Day two in Croix de Bouquet, Haiti...and I must correct a previous statement from the last blog: this guesthouse sometimes has hot water. And by sometimes, I mean just last night, and just for my shower apparently. But, let's be honest, after a normal day here, you really only ever want a cold one. So, conveniently enough.
We had pancakes this morning then took a tour of the compound, which can really only be best described as a fortress in my book. The Global Orphan Project took on this site last fall, but it was originally built with a church, hospital, orphanage, and hotel by other owners. The hotel has been completed and turned into the guest quarters and supply rooms. It. Is. So. Big. The dorms look much like those at Bighouse, in Cayes. They have school outside under a makeshift tent and trees, and their huge warehouse is right when you come into the complex. This is where the distribution took and continues to take place. Piles of rice, pasta, crackers, water, etc. A lot of it reminds me of scenes post Katrina in New Orleans. But then again, much of it is in a complete different realm.

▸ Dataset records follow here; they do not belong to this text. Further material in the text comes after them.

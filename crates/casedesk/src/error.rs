//! Error types for the casedesk library.
//!
//! This module provides a unified error type with explicit variants for
//! transport, backend, session, storage and input validation errors.

use std::fmt;
use std::path::PathBuf;
use std::time::Duration;

use thiserror::Error;

/// The unified error type for casedesk operations.
///
/// Callers that only need something to show the user can reach for
/// [`Error::user_message`]; everything else can match on the variants.
#[derive(Debug, Error)]
pub enum Error {
    /// Network transport errors (connection, timeout, undecodable body).
    #[error("transport error: {0}")]
    Transport(#[from] TransportError),

    /// Non-success responses from the backend.
    #[error("API error: {0}")]
    Api(#[from] ApiError),

    /// Session errors (missing tokens, failed renewal).
    #[error("authentication error: {0}")]
    Auth(#[from] AuthError),

    /// Credential store failures.
    #[error("storage error: {0}")]
    Storage(#[from] StorageError),

    /// Input validation errors (bad URL, bad configuration value).
    #[error("invalid input: {0}")]
    InvalidInput(#[from] InvalidInputError),
}

impl Error {
    /// Returns the backend's own message if it sent one, otherwise `fallback`.
    pub fn user_message(&self, fallback: &str) -> String {
        match self {
            Error::Api(err) => err
                .detail()
                .map(str::to_string)
                .unwrap_or_else(|| fallback.to_string()),
            Error::Auth(AuthError::RenewalFailed { source }) => source.user_message(fallback),
            _ => fallback.to_string(),
        }
    }

    /// Returns the API error if this is one.
    pub fn as_api(&self) -> Option<&ApiError> {
        match self {
            Error::Api(err) => Some(err),
            _ => None,
        }
    }

    /// True for an HTTP 401 coming straight from the backend.
    pub fn is_unauthorized(&self) -> bool {
        self.as_api().is_some_and(ApiError::is_unauthorized)
    }
}

/// Transport-level errors.
#[derive(Debug, Error)]
pub enum TransportError {
    /// Network connection failed.
    #[error("connection failed: {message}")]
    Connection { message: String },

    /// Request timed out.
    #[error("request timed out after {duration_ms}ms")]
    Timeout { duration_ms: u64 },

    /// Response body could not be decoded.
    #[error("failed to decode response: {message}")]
    Decode { message: String },

    /// Generic HTTP error.
    #[error("HTTP error: {message}")]
    Http { message: String },
}

impl TransportError {
    /// Classify a reqwest error, recording the configured timeout if it fired.
    pub fn from_reqwest(err: reqwest::Error, timeout: Duration) -> Self {
        if err.is_timeout() {
            TransportError::Timeout {
                duration_ms: timeout.as_millis() as u64,
            }
        } else if err.is_connect() {
            TransportError::Connection {
                message: err.to_string(),
            }
        } else if err.is_decode() {
            TransportError::Decode {
                message: err.to_string(),
            }
        } else {
            TransportError::Http {
                message: err.to_string(),
            }
        }
    }
}

/// A non-success response from the backend.
#[derive(Debug, Clone)]
pub struct ApiError {
    /// HTTP status code.
    pub status: u16,
    /// The `detail` message from the response body, if any.
    pub detail: Option<String>,
}

impl fmt::Display for ApiError {
    fn fmt(&self, f: &mut fmt::Formatter<'_>) -> fmt::Result {
        write!(f, "HTTP {}", self.status)?;
        if let Some(ref detail) = self.detail {
            write!(f, ": {}", detail)?;
        }
        Ok(())
    }
}

impl std::error::Error for ApiError {}

/// Maximum length for a detail message lifted from an error body.
const MAX_DETAIL_LENGTH: usize = 500;

impl ApiError {
    /// Create a new API error.
    pub fn new(status: u16, detail: Option<String>) -> Self {
        Self { status, detail }
    }

    /// Build an error from a status code and a raw response body.
    ///
    /// The backend reports errors as `{"detail": "..."}`, or as a list of
    /// `{"msg": "..."}` objects for request validation failures.
    pub fn from_body(status: u16, body: &str) -> Self {
        let detail = serde_json::from_str::<serde_json::Value>(body)
            .ok()
            .and_then(|value| detail_message(value.get("detail")?))
            .map(|detail| truncate(&detail));
        Self::new(status, detail)
    }

    /// The backend's message, if it sent one.
    pub fn detail(&self) -> Option<&str> {
        self.detail.as_deref()
    }

    /// HTTP 401: the access token is missing, expired or invalid.
    pub fn is_unauthorized(&self) -> bool {
        self.status == 401
    }

    /// HTTP 403: authenticated but not allowed.
    pub fn is_forbidden(&self) -> bool {
        self.status == 403
    }
}

fn detail_message(detail: &serde_json::Value) -> Option<String> {
    match detail {
        serde_json::Value::String(s) => Some(s.clone()),
        serde_json::Value::Array(items) => {
            let messages: Vec<&str> = items
                .iter()
                .filter_map(|item| item.get("msg").and_then(|m| m.as_str()))
                .collect();
            if messages.is_empty() {
                None
            } else {
                Some(messages.join("; "))
            }
        }
        serde_json::Value::Null => None,
        other => Some(other.to_string()),
    }
}

fn truncate(detail: &str) -> String {
    if detail.len() <= MAX_DETAIL_LENGTH {
        return detail.to_string();
    }
    let mut end = MAX_DETAIL_LENGTH;
    while !detail.is_char_boundary(end) {
        end -= 1;
    }
    format!("{}...", &detail[..end])
}

/// Session-related errors.
#[derive(Debug, Error)]
pub enum AuthError {
    /// The operation needs an access token and none is held.
    #[error("not authenticated")]
    NotAuthenticated,

    /// Renewal was requested but no refresh token is held.
    #[error("no refresh token")]
    NoRefreshToken,

    /// Exchanging the refresh token failed; the session has been torn down.
    #[error("token renewal failed: {source}")]
    RenewalFailed {
        #[source]
        source: Box<Error>,
    },
}

/// Credential store errors.
#[derive(Debug, Error)]
pub enum StorageError {
    /// Reading or writing the backing file failed.
    #[error("I/O error on {}: {message}", .path.display())]
    Io { path: PathBuf, message: String },

    /// The backing file exists but does not hold a JSON object of strings.
    #[error("corrupt credential file {}: {message}", .path.display())]
    Corrupt { path: PathBuf, message: String },
}

/// Input validation errors.
#[derive(Debug, Error)]
pub enum InvalidInputError {
    /// Invalid API base URL.
    #[error("invalid API URL '{value}': {reason}")]
    ApiUrl { value: String, reason: String },

    /// Invalid configuration value.
    #[error("invalid value '{value}' for {name}: {reason}")]
    Config {
        name: String,
        value: String,
        reason: String,
    },

    /// Query parameters that cannot be flattened into `key=value` pairs.
    #[error("invalid query parameters: {message}")]
    Query { message: String },

    /// Generic invalid input.
    #[error("invalid input: {message}")]
    Other { message: String },
}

We played with the kids most of the day, save for a two hour nap that I took to try and fight this sinus infection off:/ They remind me so much of our babies in Les Cayes. There is the token diva. The I-say-one-phrase-of-English-really-well, see-kid. The one who is determined to have your watch by the end of your stay, thank you very much. And the baby boy who is surely probably one of the funniest personalities on this earth, and you would confirm it if you spoke enough of the language. Soon enough.
We were able to check in on Stephanie's baby today, and that's when I met one of the other children and her baby. She is 13, and has a story that no 13 years should ever have to tell. Sold into slavery and raped, this child was kicked out when her pregnancy was discovered. The Global Orphan Project found her on the streets after the earthquake, and she gave birth to Kimberly just four weeks ago. She is so little, and so is her baby. They are both babies. And her story is as real as slavery and hunger and despair...and we are grateful for the Gospel. Who could survive anything without the hope of healing and an ultimate story...
We then loaded up in the back of a truck and went "right down the road" about 45 minutes to Julie's house, where 65 kids were waiting to sing for us. Julie and her crew lost much of their facilities when the quake hit, and they were left without a place to live. The Global Orphan Project took them in (along with hundreds of others) to be transitioned in and out once they helped them rebuild their site. It's good to see rebuilding.
We passed a flooded tent city on our way to and from and they said that many still lived there. How??
Tonight finished on a sweet, sweet note as the staff projected the movie Aragon in french on the wall of the courtyard for the OTV children to watch. I had four sweet souls fall asleep on my lap and drool huge puddles on my pants that are supposed to last me three days, and the stars were out, and you could have heard a pin drop, and I thanked God for His gift.
We wrapped everything up as a team on top of the roof where we talked about compassion, leadership, service, and risk, and how we are so rich--not just monetarily--but in freedom and choice, and how that richness' purpose is to enable us to make others rich in freedom and choice. It is a brilliant circle of relational interdependence when we realize that we must share the wealth of money, food, choice of education and freedom and clean water, joy, and deep humility and peace, etc with each other in order for the world to make sense.
I am 100% confident that mosquitos came with the plagues and that they serve no purpose. No one will convince me otherwise.
If you ever get to Haiti, do two things: 1. take part in song/dance time at an orphan village, 2. drink a coca cola made with sugar cane. At least.
PS...Connie and Benjie Winn...you deserve a jewel for letting me board the plane again. Your trust enables all that I do. Thank you:) Love, love yall. Tell Jason I'm proud of him for scoring the winning run!!!